The reason for this standard of review is that the trial judge has the best opportunity to view the demeanor, attitude, and credibility of each witness, something that does not translate well on the written page. As we stated in Seasons Coal Co. v. Cleveland (1984), 10 Ohio St.3d 77, 80-81, 10 OBR 408, 410-412, 461 N.E.2d 1273, 1276-1277:

`The underlying rationale of giving deference to the findings of the trial court rests with the knowledge that the trial judge is best able to view the witnesses and observe their demeanor, gestures and voice inflections, and use these observations in weighing the credibility of the proffered testimony. * * *

* * *

* * * A reviewing court should not reverse a decision simply because it holds a different opinion concerning the credibility of the witnesses and evidence submitted before the trial court. A finding of an error in law is a legitimate ground for reversal, but a difference of opinion on credibility of witnesses and evidence is not. The determination of credibility of testimony and evidence must not be encroached upon by a reviewing tribunal, especially to the extent where the appellate court relies on unchallenged, excluded evidence in order to justify its reversal.'

This is even more crucial in a child custody case, where there may be much evident in the parties' demeanor and attitude that does not translate to the record well."

Id. at 418-419.

B

Standard for Modifying a Prior Allocation of Parental Rights and Responsibilities

A trial court's paramount concern when considering whether to modify the terms of a prior shared parenting plan incorporated into a divorce decree is the child's best interests. See R.C. 3109.04(E) ;Fisher v. Hasenjager 116 Ohio St.3d 53, 2007-Ohio-5589, 876 N.E.2d 546. R.C. 3109.04(F)(1)(a)-(j) and R.C. 3109.04(F)(2)(a)-(e) set forth the factors that a court must consider when determining a child's best interests:

In the case sub judice, appellant focuses on the child's best interests. Appellee contends that R.C. 3109.04(E)(2) contains the appropriate standard. However, in modifying the shared parenting plan, the trial court appears to have relied upon R.C. 3109.04(E)(1). In addition to finding that the modification will serve the child's best interests, the court also found that a change in circumstances occurred and that the benefits of modifying the parties' parenting arrangement outweighs any harm. Regardless of whether R.C. 3109.04(E)(1) or (2) applies, the issue on appeal is whether the trial court erred by determining that designating appellee the residential parent for school enrollment purposes will serve the child's best interests. Appellant has not raised an argument regarding a change in circumstance. Thus, we decline to decide whether R.C. 3109.04(E)(1) or (E)(2) applies and, instead, focus on the best interest factors.

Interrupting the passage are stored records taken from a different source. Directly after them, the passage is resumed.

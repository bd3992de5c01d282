// Copyright 2024 Xayn AG
//
// This program is free software: you can redistribute it and/or modify
// it under the terms of the GNU Affero General Public License as
// published by the Free Software Foundation, version 3.
//
// This program is distributed in the hope that it will be useful,
// but WITHOUT ANY WARRANTY; without even the implied warranty of
// MERCHANTABILITY or FITNESS FOR A PARTICULAR PURPOSE.  See the
// GNU Affero General Public License for more details.
//
// You should have received a copy of the GNU Affero General Public License
// along with this program.  If not, see <https://www.gnu.org/licenses/>.

use std::cmp::Ordering;

/// Allows comparing and sorting f32 even if `NaN` is involved.
///
/// Pretend that f32 has a total ordering. `NaN` is treated as the lowest possible value, similar
/// to what [`f32::max`] does. The contract of this crate forbids `NaN` scores from reaching this
/// function; it exists so that sorting can never panic even if that contract is violated
/// upstream of validation.
#[allow(clippy::trivially_copy_pass_by_ref)]
pub(crate) fn nan_safe_f32_cmp(a: &f32, b: &f32) -> Ordering {
    a.partial_cmp(b).unwrap_or_else(|| match (a.is_nan(), b.is_nan()) {
        (true, true) => Ordering::Equal,
        (true, _) => Ordering::Less,
        (_, true) => Ordering::Greater,
        _ => unreachable!("partial_cmp returned None but both numbers are not NaN"),
    })
}

#[cfg(test)]
mod tests {
    use super::*;

    #[test]
    fn test_nan_safe_f32_cmp_regular() {
        assert_eq!(nan_safe_f32_cmp(&1., &2.), Ordering::Less);
        assert_eq!(nan_safe_f32_cmp(&2., &1.), Ordering::Greater);
        assert_eq!(nan_safe_f32_cmp(&1., &1.), Ordering::Equal);
    }

    #[test]
    fn test_nan_safe_f32_cmp_nan() {
        assert_eq!(nan_safe_f32_cmp(&f32::NAN, &1.), Ordering::Less);
        assert_eq!(nan_safe_f32_cmp(&1., &f32::NAN), Ordering::Greater);
        assert_eq!(nan_safe_f32_cmp(&f32::NAN, &f32::NAN), Ordering::Equal);
    }
}
// Copyright 2024 Xayn AG
//
// This program is free software: you can redistribute it and/or modify
// it under the terms of the GNU Affero General Public License as
// published by the Free Software Foundation, version 3.
//
// This program is distributed in the hope that it will be useful,
// but WITHOUT ANY WARRANTY; without even the implied warranty of
// MERCHANTABILITY or FITNESS FOR A PARTICULAR PURPOSE.  See the
// GNU Affero General Public License for more details.
//
// You should have received a copy of the GNU Affero General Public License
// along with this program.  If not, see <https://www.gnu.org/licenses/>.

//! The top-k selector shared by the basic and EASE page builders.

use std::{
    cmp::{Ordering, Reverse},
    collections::BinaryHeap,
};

use crate::utils::nan_safe_f32_cmp;

/// A candidate for the top-k set, ordered by score and then by a smaller-index-first tie-break.
#[derive(Clone, Copy, Debug, PartialEq)]
struct Candidate {
    score: f32,
    index: usize,
}

impl Eq for Candidate {}

impl PartialOrd for Candidate {
    fn partial_cmp(&self, other: &Self) -> Option<Ordering> {
        Some(self.cmp(other))
    }
}

impl Ord for Candidate {
    /// A candidate is "greater" if it has a higher score, or, on a tie, a smaller index.
    fn cmp(&self, other: &Self) -> Ordering {
        nan_safe_f32_cmp(&self.score, &other.score).then_with(|| other.index.cmp(&self.index))
    }
}

/// Returns the indices of the top `position_mask_len` items of `scores`, descending by score and
/// tie-broken by ascending original index.
///
/// If `is_sorted` is set the caller promises that `scores` is already sorted descending, in
/// which case this degenerates to `0..min(position_mask_len, scores.len())`. Callers must not
/// set it unless that promise genuinely holds for the current round; see the `is_sorted` note in
/// the basic page builder for why it can become stale mid-page.
pub(crate) fn select_top_k(scores: &[f32], position_mask_len: usize, is_sorted: bool) -> Vec<usize> {
    let len = position_mask_len.min(scores.len());
    if len == 0 {
        return Vec::new();
    }
    if is_sorted {
        return (0..len).collect();
    }

    let mut heap: BinaryHeap<Reverse<Candidate>> = BinaryHeap::with_capacity(len + 1);
    for (index, &score) in scores.iter().enumerate() {
        heap.push(Reverse(Candidate { score, index }));
        if heap.len() > len {
            heap.pop();
        }
    }

    let mut top = heap.into_iter().map(|Reverse(c)| c).collect::<Vec<_>>();
    top.sort_unstable_by(|a, b| b.cmp(a));
    top.into_iter().map(|c| c.index).collect()
}

#[cfg(test)]
mod tests {
    use super::*;

    #[test]
    fn test_select_top_k_unsorted() {
        let scores = [0.5, 0.1, 0.3, 0.9, 0.2];
        assert_eq!(select_top_k(&scores, 3, false), [3, 0, 2]);
    }

    #[test]
    fn test_select_top_k_sorted_hint() {
        let scores = [0.9, 0.5, 0.3, 0.1];
        assert_eq!(select_top_k(&scores, 2, true), [0, 1]);
    }

    #[test]
    fn test_select_top_k_ties_break_by_smaller_index() {
        let scores = [0.5, 0.5, 0.5, 0.1];
        assert_eq!(select_top_k(&scores, 2, false), [0, 1]);
    }

    #[test]
    fn test_select_top_k_fewer_items_than_p() {
        let scores = [0.5, 0.1];
        assert_eq!(select_top_k(&scores, 5, false), [0, 1]);
    }

    #[test]
    fn test_select_top_k_p_zero() {
        let scores = [0.5, 0.1];
        assert!(select_top_k(&scores, 0, false).is_empty());
    }

    #[test]
    fn test_select_top_k_empty_scores() {
        assert!(select_top_k(&[], 3, false).is_empty());
    }

    #[test]
    fn test_select_top_k_all_zero() {
        let scores = [0., 0., 0.];
        assert_eq!(select_top_k(&scores, 2, false), [0, 1]);
    }
}
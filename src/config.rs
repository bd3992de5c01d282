// Copyright 2024 Xayn AG
//
// This program is free software: you can redistribute it and/or modify
// it under the terms of the GNU Affero General Public License as
// published by the Free Software Foundation, version 3.
//
// This program is distributed in the hope that it will be useful,
// but WITHOUT ANY WARRANTY; without even the implied warranty of
// MERCHANTABILITY or FITNESS FOR A PARTICULAR PURPOSE.  See the
// GNU Affero General Public License for more details.
//
// You should have received a copy of the GNU Affero General Public License
// along with this program.  If not, see <https://www.gnu.org/licenses/>.

use serde::{Deserialize, Serialize};

use crate::error::Error;

/// The diversity tunables of the EASE page builder.
///
/// Bundles `temp_penalty` and `cooling_factor` behind validated setters, so that callers who
/// build configuration programmatically (rather than passing both values directly to
/// [`EaseFpr::new`](crate::EaseFpr::new)) get the same eager-validation guarantees. Embeddable
/// in a caller's own config file via `serde` the same way `EaseConfig` fields are: this crate
/// never loads a config file itself.
#[derive(Clone, Copy, Debug, Deserialize, PartialEq, Serialize)]
#[must_use]
pub struct EaseConfig {
    #[serde(default = "default_temp_penalty")]
    temp_penalty: f32,
    #[serde(default = "default_cooling_factor")]
    cooling_factor: f32,
}

fn default_temp_penalty() -> f32 {
    1.0
}

fn default_cooling_factor() -> f32 {
    0.9
}

impl Default for EaseConfig {
    fn default() -> Self {
        Self {
            temp_penalty: default_temp_penalty(),
            cooling_factor: default_cooling_factor(),
        }
    }
}

impl EaseConfig {
    /// The additive penalty bump an item receives the moment it is shown.
    pub fn temp_penalty(&self) -> f32 {
        self.temp_penalty
    }

    /// Sets the temp penalty.
    ///
    /// # Errors
    /// Fails if `temp_penalty` is negative.
    pub fn with_temp_penalty(mut self, temp_penalty: f32) -> Result<Self, Error> {
        if temp_penalty >= 0. {
            self.temp_penalty = temp_penalty;
            Ok(self)
        } else {
            Err(Error::NegativeTempPenalty(temp_penalty))
        }
    }

    /// The multiplicative decay applied to the penalty vector once per row.
    pub fn cooling_factor(&self) -> f32 {
        self.cooling_factor
    }

    /// Sets the cooling factor.
    ///
    /// # Errors
    /// Fails if `cooling_factor` is outside of the unit interval.
    pub fn with_cooling_factor(mut self, cooling_factor: f32) -> Result<Self, Error> {
        if (0. ..=1.).contains(&cooling_factor) {
            self.cooling_factor = cooling_factor;
            Ok(self)
        } else {
            Err(Error::CoolingFactorOutOfRange(cooling_factor))
        }
    }
}
// Copyright 2024 Xayn AG
//
// This program is free software: you can redistribute it and/or modify
// it under the terms of the GNU Affero General Public License as
// published by the Free Software Foundation, version 3.
//
// This program is distributed in the hope that it will be useful,
// but WITHOUT ANY WARRANTY; without even the implied warranty of
// MERCHANTABILITY or FITNESS FOR A PARTICULAR PURPOSE.  See the
// GNU Affero General Public License for more details.
//
// You should have received a copy of the GNU Affero General Public License
// along with this program.  If not, see <https://www.gnu.org/licenses/>.

//! The basic full-page recommender: greedy row selection with a hard seen-set for novelty.

use std::collections::HashSet;

use tracing::{instrument, trace};

use crate::{
    collection::{validate_collection, validate_position_mask, Collection},
    error::Error,
    row::row_value,
    topk::select_top_k,
};

/// Assembles a page of up to `num_rows` rows from `collections`.
///
/// Each row picks the collection with the highest position-masked row value among the
/// collections not yet used, emits its top items (truncated to `position_mask.len()` items, or
/// fewer if the collection is smaller), and marks those items as seen so that later rows never
/// repeat them. A collection is used at most once across the page.
///
/// Returns fewer than `num_rows` rows if `collections` is exhausted first; this is not an error.
///
/// # Errors
/// Returns [`Error`] if any collection violates its shape/domain invariants (§3) or if
/// `position_mask` is empty while `num_rows` is greater than zero.
#[instrument(skip(collections, position_mask))]
pub fn recommend(
    collections: &[Collection],
    position_mask: &[f32],
    num_rows: usize,
) -> Result<Vec<(i64, Vec<u32>)>, Error> {
    validate_position_mask(position_mask, num_rows)?;
    for (position, collection) in collections.iter().enumerate() {
        validate_collection(position, collection, None)?;
    }

    let n = collections.len();
    let mut working_scores: Vec<Vec<f32>> =
        collections.iter().map(|collection| collection.scores.clone()).collect();
    let mut sorted_valid: Vec<bool> =
        collections.iter().map(|collection| collection.is_sorted).collect();
    let mut taken = vec![false; n];
    let mut seen: HashSet<u32> = HashSet::new();

    let mut page = Vec::with_capacity(num_rows.min(n));
    for row in 0..num_rows {
        let mut best: Option<(usize, f32, Vec<usize>)> = None;

        for c in 0..n {
            if taken[c] {
                continue;
            }

            let collection = &collections[c];
            for (position, &item) in collection.items.iter().enumerate() {
                if seen.contains(&item) && working_scores[c][position] != 0. {
                    working_scores[c][position] = 0.;
                    sorted_valid[c] = false;
                }
            }

            let top_idx = select_top_k(&working_scores[c], position_mask.len(), sorted_valid[c]);
            let value = row_value(&working_scores[c], position_mask, &top_idx);

            let is_better = best
                .as_ref()
                .map_or(true, |&(_, best_value, _)| value > best_value);
            if is_better {
                best = Some((c, value, top_idx));
            }
        }

        let Some((c, value, top_idx)) = best else {
            break;
        };
        trace!(row, collection = c, row_value = value, "selected collection for row");

        let collection = &collections[c];
        let items: Vec<u32> = top_idx.iter().map(|&idx| collection.items[idx]).collect();
        seen.extend(items.iter().copied());
        taken[c] = true;
        page.push((collection.index, items));
    }

    Ok(page)
}
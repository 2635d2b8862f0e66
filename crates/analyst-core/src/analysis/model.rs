//! Analysis result model.

use serde::{Deserialize, Serialize};

use crate::error::AnalyzeError;

/// Outcome of one analyze request.
#[derive(Debug, Clone, PartialEq, Eq, Serialize, Deserialize)]
#[serde(tag = "status", rename_all = "lowercase")]
pub enum AnalysisResult {
    Success { answer: String },
    Error { message: String },
}

impl AnalysisResult {
    pub fn success(answer: impl Into<String>) -> Self {
        Self::Success {
            answer: answer.into(),
        }
    }

    pub fn error(message: impl Into<String>) -> Self {
        Self::Error {
            message: message.into(),
        }
    }

    pub fn status(&self) -> &'static str {
        match self {
            Self::Success { .. } => "success",
            Self::Error { .. } => "error",
        }
    }

    pub fn is_success(&self) -> bool {
        matches!(self, Self::Success { .. })
    }

    pub fn answer(&self) -> Option<&str> {
        match self {
            Self::Success { answer } => Some(answer),
            Self::Error { .. } => None,
        }
    }

    pub fn message(&self) -> Option<&str> {
        match self {
            Self::Success { .. } => None,
            Self::Error { message } => Some(message),
        }
    }

    /// Serialize as JSON indented with four spaces.
    pub fn to_pretty_json(&self) -> String {
        let mut buf = Vec::new();
        let formatter = serde_json::ser::PrettyFormatter::with_indent(b"    ");
        let mut ser = serde_json::Serializer::with_formatter(&mut buf, formatter);
        if self.serialize(&mut ser).is_err() {
            return String::new();
        }
        String::from_utf8(buf).unwrap_or_default()
    }
}

impl From<Result<String, AnalyzeError>> for AnalysisResult {
    fn from(outcome: Result<String, AnalyzeError>) -> Self {
        match outcome {
            Ok(answer) => Self::success(answer),
            Err(e) => Self::error(e.to_string()),
        }
    }
}

#[cfg(test)]
mod tests {
    use super::*;
    use crate::error::CompletionError;

    #[test]
    fn test_success_serializes_with_status_tag() {
        let result = AnalysisResult::success("All good");
        let value = serde_json::to_value(&result).unwrap();
        assert_eq!(value, serde_json::json!({"status": "success", "answer": "All good"}));
    }

    #[test]
    fn test_error_serializes_with_message() {
        let result = AnalysisResult::error("boom");
        let value = serde_json::to_value(&result).unwrap();
        assert_eq!(value, serde_json::json!({"status": "error", "message": "boom"}));
    }

    #[test]
    fn test_pretty_json_uses_four_space_indent() {
        let json = AnalysisResult::success("hi").to_pretty_json();
        assert_eq!(json, "{\n    \"status\": \"success\",\n    \"answer\": \"hi\"\n}");
    }

    #[test]
    fn test_pretty_json_parses_back_to_same_result() {
        let result = AnalysisResult::error("AI Pipe Error 429: \"slow down\"\n<retry>");
        let parsed: AnalysisResult = serde_json::from_str(&result.to_pretty_json()).unwrap();
        assert_eq!(parsed, result);
    }

    #[test]
    fn test_from_outcome() {
        let ok: AnalysisResult = Ok::<_, AnalyzeError>("answer".to_string()).into();
        assert!(ok.is_success());
        assert_eq!(ok.answer(), Some("answer"));

        let err: AnalysisResult = Err::<String, _>(AnalyzeError::from(
            CompletionError::UpstreamStatus {
                status: 503,
                body: "unavailable".to_string(),
            },
        ))
        .into();
        assert_eq!(err.status(), "error");
        assert_eq!(err.message(), Some("AI Pipe Error 503: unavailable"));
    }
}
//! Analyst Web Server
//!
//! Axum-based server for the upload form and the analyze endpoint.

pub mod routes;
pub mod state;

use axum::{
    extract::DefaultBodyLimit,
    routing::{get, post},
    Router,
};
use std::sync::Arc;
use tower_http::trace::TraceLayer;

use analyst_core::CompletionClient;
use state::AppState;

/// Default upload size limit (10 MiB).
pub const DEFAULT_MAX_UPLOAD_BYTES: usize = 10 * 1024 * 1024;

/// Server bind and request-size settings.
#[derive(Debug, Clone)]
pub struct ServerConfig {
    pub host: String,
    pub port: u16,
    pub max_upload_bytes: usize,
}

impl Default for ServerConfig {
    fn default() -> Self {
        Self {
            host: "127.0.0.1".to_string(),
            port: 8000,
            max_upload_bytes: DEFAULT_MAX_UPLOAD_BYTES,
        }
    }
}

/// Create the application router.
pub fn create_router(state: AppState, max_upload_bytes: usize) -> Router {
    Router::new()
        .route("/api", get(routes::upload::form))
        .route("/analyze", post(routes::analyze::analyze))
        .layer(DefaultBodyLimit::max(max_upload_bytes))
        .layer(TraceLayer::new_for_http())
        .with_state(state)
}

/// Run the web server.
pub async fn run_server(client: Arc<CompletionClient>, config: ServerConfig) -> anyhow::Result<()> {
    let state = AppState::new(client);
    let app = create_router(state, config.max_upload_bytes);

    let addr = format!("{}:{}", config.host, config.port);
    let listener = tokio::net::TcpListener::bind(&addr).await?;
    tracing::info!("Web server listening on http://{}", addr);

    axum::serve(listener, app).await?;
    Ok(())
}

(F)(1) In determining the best interest of a child pursuant to this section, whether on an original decree allocating parental rights and responsibilities for the care of children or a modification of a decree allocating those rights and responsibilities, the court shall consider all relevant factors, including, but not limited to:

(a) The wishes of the child's parents regarding the child's care;

(b) If the court has interviewed the child in chambers pursuant to division (B) of this section regarding the child's wishes and concerns as to the allocation of parental rights and responsibilities concerning the child, the wishes and concerns of the child, as expressed to the court;

(c) The child's interaction and interrelationship with the child's parents, siblings, and any other person who may significantly affect the child's best interest;

(d) The child's adjustment to the child's home, school, and community;

(e) The mental and physical health of all persons involved in the situation;

* * *

{¶ 18} In the case at bar, our review of the record reveals that the trial court designation of appellee as the minor child's residential parent does not constitute an abuse of discretion. Although the court did not explicitly outline each of the best interest factors, the court did state that it considered the best interest factors. Moreover, the record reveals that: (1) both parents want the child to attend the school in the district near their respective residences; (2) the child did not express a school preference; (3) the child interacts well with both step-families, has a step-sister close in age on appellee's side, and has both maternal and paternal grandparents near appellee's home; (4) the child seems well-adjusted to both homes, but is arguably more adjusted to appellee's home because it is the parties' former marital residence and several relatives live nearby; and (5) the parties have no physical or mental health issues. Here, the trial court weighed these factors and concluded that they favor appellee as the residential parent. The child will benefit from the multiple relatives near appellee's residence who are available to assist in case of an emergency. Moreover, either appellee, appellee's wife, or another relative will be able to provide care before and after school. In contrast, if the child attends school in appellant's school district, she will be in a latchkey program from early morning (between 7:15 and 7:30 a.m.) until late afternoon (between 4:30 and 5:00 p.m.). We believe that the trial court's preference for the child to be at her home in the mornings before school, and in the afternoons after school rather than attending a latchkey program, is in the child's best interests. Additionally, a trial court need not set out its analysis regarding every best interest factor if the court's judgment is supported by some competent, credible evidence. Coe v. Schneider, Washington App. No. 05CA26, 2006-Ohio-440, citing Bunten v. Bunten (1998), 126 Ohio App.3d 443, 710 N.E.2d 757.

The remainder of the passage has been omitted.